Heureusement l’Ile de France est riche en gisements de grès dur.
On ouvre des carrières dans toutes les vallées du sud de Paris : carrières des Maréchaux, de Levis-Saint-Nom, de Saint-Paul, d’Orsay, de Gif et de Voisin-le-Bretonneux, dans la vallée de l’Yvette;
De la Folie-Bessin et Saint-Chéron,dans la vallée de l’Orge; Etampes, Etrechy ou Chamarande, dans celle de la Juine, La Ferté-Allais dans la vallée de l’Essonne et dans la vallée de la Drouette : Epernon.
Sur tous ces sites, on trouve, sous une mince couche de limon, une couche de calcaire que l’infiltration des eaux pluviales a transformé en argile à meulière sur 6 à 10m d’épaisseur.
Au dessous, la couche de sable de Fontainebleau, atteint une épaisseur moyenne d’environ 50m.
Les couches de grès se trouvent à la partie supérieure de ce sable. Elles sont formées de grains de quartz et de feldspath dont les intervalles sont remplis d’un ciment siliceux plus ou moins dense.
Les maréchaux :
Le canton des Maréchaux, dans le bois des Yvelines, est situé dans la forêt domaniale de Rambouillet. Les terrains appartiennent donc à l’Etat. Ils sont à l’extrémité sud du plateau qui domine, à 170m d’altitude, l’étang de Cernay.
Les forages réalisés en 1878 ont révélé un gisement de grès important, et en 1879, la Ville de Paris décide de l’exploiter elle-même, afin de se garantir un approvisionnement d’un intérêt stratégique pour sa voirie.
Une première concession de neuf ans (1878 – 1887) lui concède l’exploitation de 11ha 42ca 43a. Cette surface sera progressivement portée à 21ha 77ca 85a, la concession étant régulièrement renouvelée tous les neuf ans jusqu’en 1930.
La carrière comprend deux sites distincts : à l’ouest la carrière du Pont-vert, dont le gisement présente deux bancs superposés, dont l’un de 3m, et à l’Est celle du Grand-Moulin, avec un banc de 1.15m à 3.15m, à une profondeur moyenne de 9m du sol.
Les ingénieurs de la Ville de Paris ont calculé, d’après les caractéristiques principales du gisement, qu’en retenant une masse de grès utilisable de 30%, et sachant que le nombre moyen de pavés produits est de 240 par m3, la carrière des Maréchaux pourra produire 22 600 000 pavés, soit 25 années d’une production moyenne de 900 000 pavés/an.
S’y ajoutera l’extraction de pierres meulières, utilisable pour 60% du volume existant, soit 369 019m3, qui servira notamment à la maçonnerie des égouts de Paris.
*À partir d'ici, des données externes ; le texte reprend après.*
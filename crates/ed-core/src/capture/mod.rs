//! Diagnostic capture: module catalog, command execution, orchestration.

pub mod catalog;
pub mod orchestrator;
pub mod tool_runner;

pub use catalog::{catalog, CaptureModule, TargetOs};
pub use orchestrator::{format_block, CaptureError, CaptureOrchestrator, CaptureResult};
pub use tool_runner::{ToolConfig, ToolError, ToolOutput, ToolRunner, ToolRunnerBuilder};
Le cahier des charges de la Ville de Paris stipule (art 14 et 15) les spécifications suivantes pour les pavés de grès :
- le grès sera formé de grains quartzeux soudés par un ciment siliceux,
- tout grès calcaire sera rigoureusement proscrit,
- les pavés sont classés comme premier et comme deuxième choix eu égard à la qualité de la pierre
- le coefficient d’usure du premier choix ne doit pas être supérieur à 1.40 et celui du second choix supérieur à 2.50.
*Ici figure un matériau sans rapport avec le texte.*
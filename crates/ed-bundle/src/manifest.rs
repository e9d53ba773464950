//! Incident manifest types and serialization.
//!
//! The manifest (`incident.json`) is the machine-readable projection of an
//! [`Incident`](crate::Incident):
//! - Bundle identity and creation time
//! - Host facts (hostname, user, working directory, platform)
//! - Trigger parameters (tool version, dry-run flag, raw arguments)
//! - One log entry per capture module, in execution order
//!
//! Field order follows struct declaration order, so two encodings of the
//! same state are byte-identical.

use serde::{Deserialize, Serialize};

use crate::host::HostFacts;
use crate::{BundleError, Incident, Result};

/// Current manifest schema version.
pub const MANIFEST_SCHEMA_VERSION: &str = "1.0";

/// Manifest file name within the bundle.
pub const MANIFEST_FILE_NAME: &str = "incident.json";

/// The `incident.json` envelope.
#[derive(Debug, Clone, PartialEq, Eq, Serialize, Deserialize)]
pub struct IncidentManifest {
    /// Manifest format version, always [`MANIFEST_SCHEMA_VERSION`].
    pub schema_version: String,

    /// Bundle identity (`incident-YYYYMMDD-HHmmss`).
    pub id: String,

    /// When the bundle was created (RFC3339).
    pub created_at: String,

    pub hostname: String,
    pub username: String,
    pub working_dir: String,

    pub platform: PlatformInfo,

    pub trigger: TriggerInfo,

    /// Snapshot of every command log entry recorded so far.
    pub commands: Vec<CommandLogEntry>,
}

/// Platform facts sampled when the manifest is written.
#[derive(Debug, Clone, PartialEq, Eq, Serialize, Deserialize)]
pub struct PlatformInfo {
    pub os: String,
    pub arch: String,
    /// Kernel version, or `"unknown"` when the probe failed.
    pub kernel: String,
}

/// What started this run.
#[derive(Debug, Clone, PartialEq, Eq, Serialize, Deserialize)]
pub struct TriggerInfo {
    /// Version of the tool that produced the bundle.
    pub version: String,
    pub dry_run: bool,
    /// Raw argument string the tool was invoked with.
    pub args: String,
}

/// Audit record for one capture module.
#[derive(Debug, Clone, PartialEq, Eq, Serialize, Deserialize)]
pub struct CommandLogEntry {
    /// Module identifier (e.g. `disk`).
    pub name: String,

    /// Command line(s) attempted, joined with `"; "`.
    pub command: String,

    pub started_at: String,
    pub ended_at: String,

    /// Derived success flag kept under its historical name: `0` when at least
    /// one command of the module succeeded, `1` otherwise. This is not a
    /// process exit status.
    pub exit_code: i32,

    /// Byte length of the aggregated output (the output itself lives in
    /// `logs/<name>.log`).
    pub output_len: u64,
}

impl CommandLogEntry {
    /// Whether the module contributed any output.
    pub fn succeeded(&self) -> bool {
        self.exit_code == 0
    }
}

impl IncidentManifest {
    /// Build a manifest snapshot from the handle and freshly gathered host facts.
    pub fn build(
        incident: &Incident,
        host: &HostFacts,
        version: impl Into<String>,
        args: impl Into<String>,
    ) -> Self {
        Self {
            schema_version: MANIFEST_SCHEMA_VERSION.to_string(),
            id: incident.id.clone(),
            created_at: incident.created_at.to_rfc3339(),
            hostname: host.hostname.clone(),
            username: host.username.clone(),
            working_dir: host.working_dir.clone(),
            platform: PlatformInfo {
                os: host.os.clone(),
                arch: host.arch.clone(),
                kernel: host.kernel.clone(),
            },
            trigger: TriggerInfo {
                version: version.into(),
                dry_run: incident.dry_run,
                args: args.into(),
            },
            commands: incident.commands.clone(),
        }
    }

    /// Reject manifests this version cannot interpret.
    pub fn validate(&self) -> Result<()> {
        if self.schema_version != MANIFEST_SCHEMA_VERSION {
            return Err(BundleError::UnsupportedVersion {
                version: self.schema_version.clone(),
                supported: MANIFEST_SCHEMA_VERSION.to_string(),
            });
        }

        if self.id.is_empty() {
            return Err(BundleError::CorruptedManifest("id is empty".to_string()));
        }

        for entry in &self.commands {
            if entry.name.is_empty() {
                return Err(BundleError::CorruptedManifest(
                    "command entry has empty name".to_string(),
                ));
            }
        }

        Ok(())
    }

    /// Pretty-printed JSON with a trailing newline.
    pub fn encode(&self) -> Result<Vec<u8>> {
        let mut bytes = serde_json::to_vec_pretty(self)?;
        bytes.push(b'\n');
        Ok(bytes)
    }

    /// Parse and validate a manifest.
    pub fn from_json(json: &str) -> Result<Self> {
        let manifest: Self = serde_json::from_str(json)?;
        manifest.validate()?;
        Ok(manifest)
    }
}

#[cfg(test)]
mod tests {
    use super::*;
    use chrono::{Local, TimeZone};
    use std::path::Path;

    fn host() -> HostFacts {
        HostFacts {
            hostname: "web-01".to_string(),
            username: "oncall".to_string(),
            working_dir: "/srv".to_string(),
            os: "linux".to_string(),
            arch: "x86_64".to_string(),
            kernel: "6.1.0".to_string(),
        }
    }

    fn incident() -> Incident {
        let ts = Local.with_ymd_and_hms(2026, 3, 4, 5, 6, 7).unwrap();
        let mut incident = Incident::new(Path::new("/tmp"), ts, false);
        incident.record(CommandLogEntry {
            name: "disk".to_string(),
            command: "df -h".to_string(),
            started_at: ts.to_rfc3339(),
            ended_at: ts.to_rfc3339(),
            exit_code: 0,
            output_len: 42,
        });
        incident
    }

    #[test]
    fn test_build_copies_handle_state() {
        let manifest = IncidentManifest::build(&incident(), &host(), "0.1.0", "trigger");

        assert_eq!(manifest.schema_version, "1.0");
        assert_eq!(manifest.id, "incident-20260304-050607");
        assert_eq!(manifest.platform.kernel, "6.1.0");
        assert_eq!(manifest.trigger.args, "trigger");
        assert!(!manifest.trigger.dry_run);
        assert_eq!(manifest.commands.len(), 1);
        assert!(manifest.commands[0].succeeded());
    }

    #[test]
    fn test_encode_is_deterministic() {
        let manifest = IncidentManifest::build(&incident(), &host(), "0.1.0", "trigger");

        let first = manifest.encode().unwrap();
        let second = manifest.encode().unwrap();

        assert_eq!(first, second);
        assert!(first.ends_with(b"}\n"));
    }

    #[test]
    fn test_encode_field_order() {
        let manifest = IncidentManifest::build(&incident(), &host(), "0.1.0", "trigger");
        let text = String::from_utf8(manifest.encode().unwrap()).unwrap();

        let keys = [
            "\"schema_version\"",
            "\"id\"",
            "\"created_at\"",
            "\"hostname\"",
            "\"username\"",
            "\"working_dir\"",
            "\"platform\"",
            "\"trigger\"",
            "\"commands\"",
        ];
        let positions: Vec<usize> = keys.iter().map(|k| text.find(k).unwrap()).collect();
        let mut sorted = positions.clone();
        sorted.sort_unstable();
        assert_eq!(positions, sorted);

        // Pretty-printed
        assert!(text.contains("\n  \"id\": \"incident-20260304-050607\""));
    }

    #[test]
    fn test_from_json_rejects_unknown_version() {
        let mut manifest = IncidentManifest::build(&incident(), &host(), "0.1.0", "trigger");
        manifest.schema_version = "2.0".to_string();
        let json = serde_json::to_string(&manifest).unwrap();

        match IncidentManifest::from_json(&json) {
            Err(BundleError::UnsupportedVersion { version, .. }) => assert_eq!(version, "2.0"),
            other => panic!("expected UnsupportedVersion, got {:?}", other),
        }
    }

    #[test]
    fn test_from_json_roundtrip() {
        let manifest = IncidentManifest::build(&incident(), &host(), "0.1.0", "trigger");
        let bytes = manifest.encode().unwrap();
        let parsed = IncidentManifest::from_json(std::str::from_utf8(&bytes).unwrap()).unwrap();

        assert_eq!(parsed, manifest);
    }

    #[test]
    fn test_failed_entry_flag() {
        let entry = CommandLogEntry {
            name: "memory".to_string(),
            command: String::new(),
            started_at: String::new(),
            ended_at: String::new(),
            exit_code: 1,
            output_len: 0,
        };
        assert!(!entry.succeeded());
    }
}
- la proportion du deuxième choix ne devra pas dépasser 15% du nombre des pavés fournis.
La qualité des grès des Maréchaux correspond en moyenne à 52% de premier choix, 30% de second choix et 18% de rebut. Il s’agit donc d’une qualité satisfaisante, sans être exceptionnelle, et apte à répondre à une large part des besoins de Paris.
Technique d’extraction :
Compte tenu de la composition du sol, c’est tout d’abord la meulière qui doit être retirée, pour atteindre les gisements de grès. La carrière de grès peut ainsi être exploitée ensuite à ciel ouvert.
Pour accéder au grès les ouvriers creusent des galeries horizontales sous la zone choisie, avec des bêches dont le manche dépasse les 5m. Ils provoquent ainsi un éboulement. Les terres à enlever ont une épaisseur de 6 à 9m et comprennent de façon irrégulière des pierres meulières. Certains blocs de meulière sont éclatés à la poudre, pour faciliter leur transport et leur vente
Le produit de leur vente couvre les dépenses entraînées par cette première étape. A la base, recouvrant directement le grès, on trouve une couche d’un sable qui convient parfaitement pour la fabrication de verre, et qui est donc également vendu.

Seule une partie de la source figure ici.